> [How to complete this task]:
Nothing outside the stretch is wanted. Repeat exactly the lines of the listing below from the one that contains "pub enum MemoError" through the one that contains "fn fmt(&self, f: &mut", both ends included.

> [Records to use]:
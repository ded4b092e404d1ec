//! The memo slot pool of one day column
//!
//! Below the amount rows, each day column carries a handful of free-text
//! cells. A category claims at most one of them and accumulates its memos
//! there as `"<category>: <memo1>, <memo2>, ..."`. Occupied slots form a
//! contiguous prefix; when every slot is taken the pool refuses further
//! categories instead of overwriting anything.
//!
//! Like the cell mutator, everything here is pure: operations return the
//! single `SlotWrite` to perform, and the caller owns the store write.

use std::fmt;

use log::{debug, warn};

/// The N memo cells of one day column, in row order
#[derive(Debug, Clone)]
pub struct MemoGroup {
    slots: Vec<String>,
}

/// One slot update to write back: `slots[index]` becomes `value`
#[derive(Debug, Clone, PartialEq, Eq)]
pub struct SlotWrite {
    pub index: usize,
    pub value: String,
}

/// Failure of a memo operation
#[derive(Debug, Clone, Copy, PartialEq, Eq)]
pub enum MemoError {
    /// every slot is occupied by another category
    Full,
    /// no slot / no fragment for the given category or memo
    NotFound,
}

impl fmt::Display for MemoError {
    fn fmt(&self, f: &mut fmt::Formatter<'_>) -> fmt::Result {
        match self {
            MemoError::Full => write!(f, "no free memo slot left"),
            MemoError::NotFound => write!(f, "memo not found"),
        }
    }
}

impl MemoGroup {
    pub fn new(slots: Vec<String>) -> Self {
        Self { slots }
    }

    pub fn capacity(&self) -> usize {
        self.slots.len()
    }

    /// Index of the slot owned by `category`, if any
    fn slot_of(&self, category: &str) -> Option<usize> {
        let prefix = format!("{}:", category);
        self.slots.iter().position(|s| s.starts_with(&prefix))
    }

    /// Memo fragments of `category`, in stored order
    pub fn fragments(&self, category: &str) -> Option<Vec<String>> {
        let i = self.slot_of(category)?;
        let body = &self.slots[i][category.len() + 1..];
        Some(split_fragments(body))
    }

    /// Append a memo for `category`
    ///
    /// Reuses the category's slot when it has one, otherwise claims the
    /// first empty slot. A full pool is an error and nothing is written.
    pub fn add(&self, category: &str, memo: &str) -> Result<SlotWrite, MemoError> {
        if let Some(i) = self.slot_of(category) {
            return Ok(SlotWrite {
                index: i,
                value: format!("{}, {}", self.slots[i], memo),
            });
        }
        match self.slots.iter().position(|s| s.trim().is_empty()) {
            Some(i) => Ok(SlotWrite {
                index: i,
                value: format!("{}: {}", category, memo),
            }),
            None => {
                warn!("no space left to write a memo for '{}'", category);
                Err(MemoError::Full)
            }
        }
    }

    /// Remove the last occurrence of `memo` from the category's slot
    ///
    /// Removing the final fragment blanks the slot; removing the first one
    /// re-renders the slot so the `"<category>:"` prefix stays intact.
    pub fn delete(&self, category: &str, memo: &str) -> Result<SlotWrite, MemoError> {
        let i = self.slot_of(category).ok_or(MemoError::NotFound)?;
        let mut fragments = split_fragments(&self.slots[i][category.len() + 1..]);
        let at = fragments.iter().rposition(|f| f == memo).ok_or_else(|| {
            debug!("delete failed: no memo '{}' under '{}'", memo, category);
            MemoError::NotFound
        })?;
        fragments.remove(at);
        Ok(SlotWrite {
            index: i,
            value: render_slot(category, &fragments),
        })
    }

    /// Replace the last occurrence of `old` with `new`
    ///
    /// Degenerates to a pure `add` when `old` is empty and to a pure
    /// `delete` when `new` is empty.
    pub fn edit(&self, category: &str, old: &str, new: &str) -> Result<SlotWrite, MemoError> {
        if old.is_empty() {
            return self.add(category, new);
        }
        if new.is_empty() {
            return self.delete(category, old);
        }
        let i = self.slot_of(category).ok_or(MemoError::NotFound)?;
        let mut fragments = split_fragments(&self.slots[i][category.len() + 1..]);
        let at = fragments.iter().rposition(|f| f == old).ok_or_else(|| {
            debug!("edit failed: no memo '{}' under '{}'", old, category);
            MemoError::NotFound
        })?;
        fragments[at] = new.to_string();
        Ok(SlotWrite {
            index: i,
            value: render_slot(category, &fragments),
        })
    }
}

fn split_fragments(body: &str) -> Vec<String> {
    body.split(',')
        .map(|f| f.trim().to_string())
        .filter(|f| !f.is_empty())
        .collect()
}

fn render_slot(category: &str, fragments: &[String]) -> String {
    if fragments.is_empty() {
        String::new()
    } else {
        format!("{}: {}", category, fragments.join(", "))
    }
}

> [Reply to the task]:
pub enum MemoError {
    /// every slot is occupied by another category
    Full,
    /// no slot / no fragment for the given category or memo
    NotFound,
}

impl fmt::Display for MemoError {
    fn fmt(&self, f: &mut fmt::Formatter<'_>) -> fmt::Result {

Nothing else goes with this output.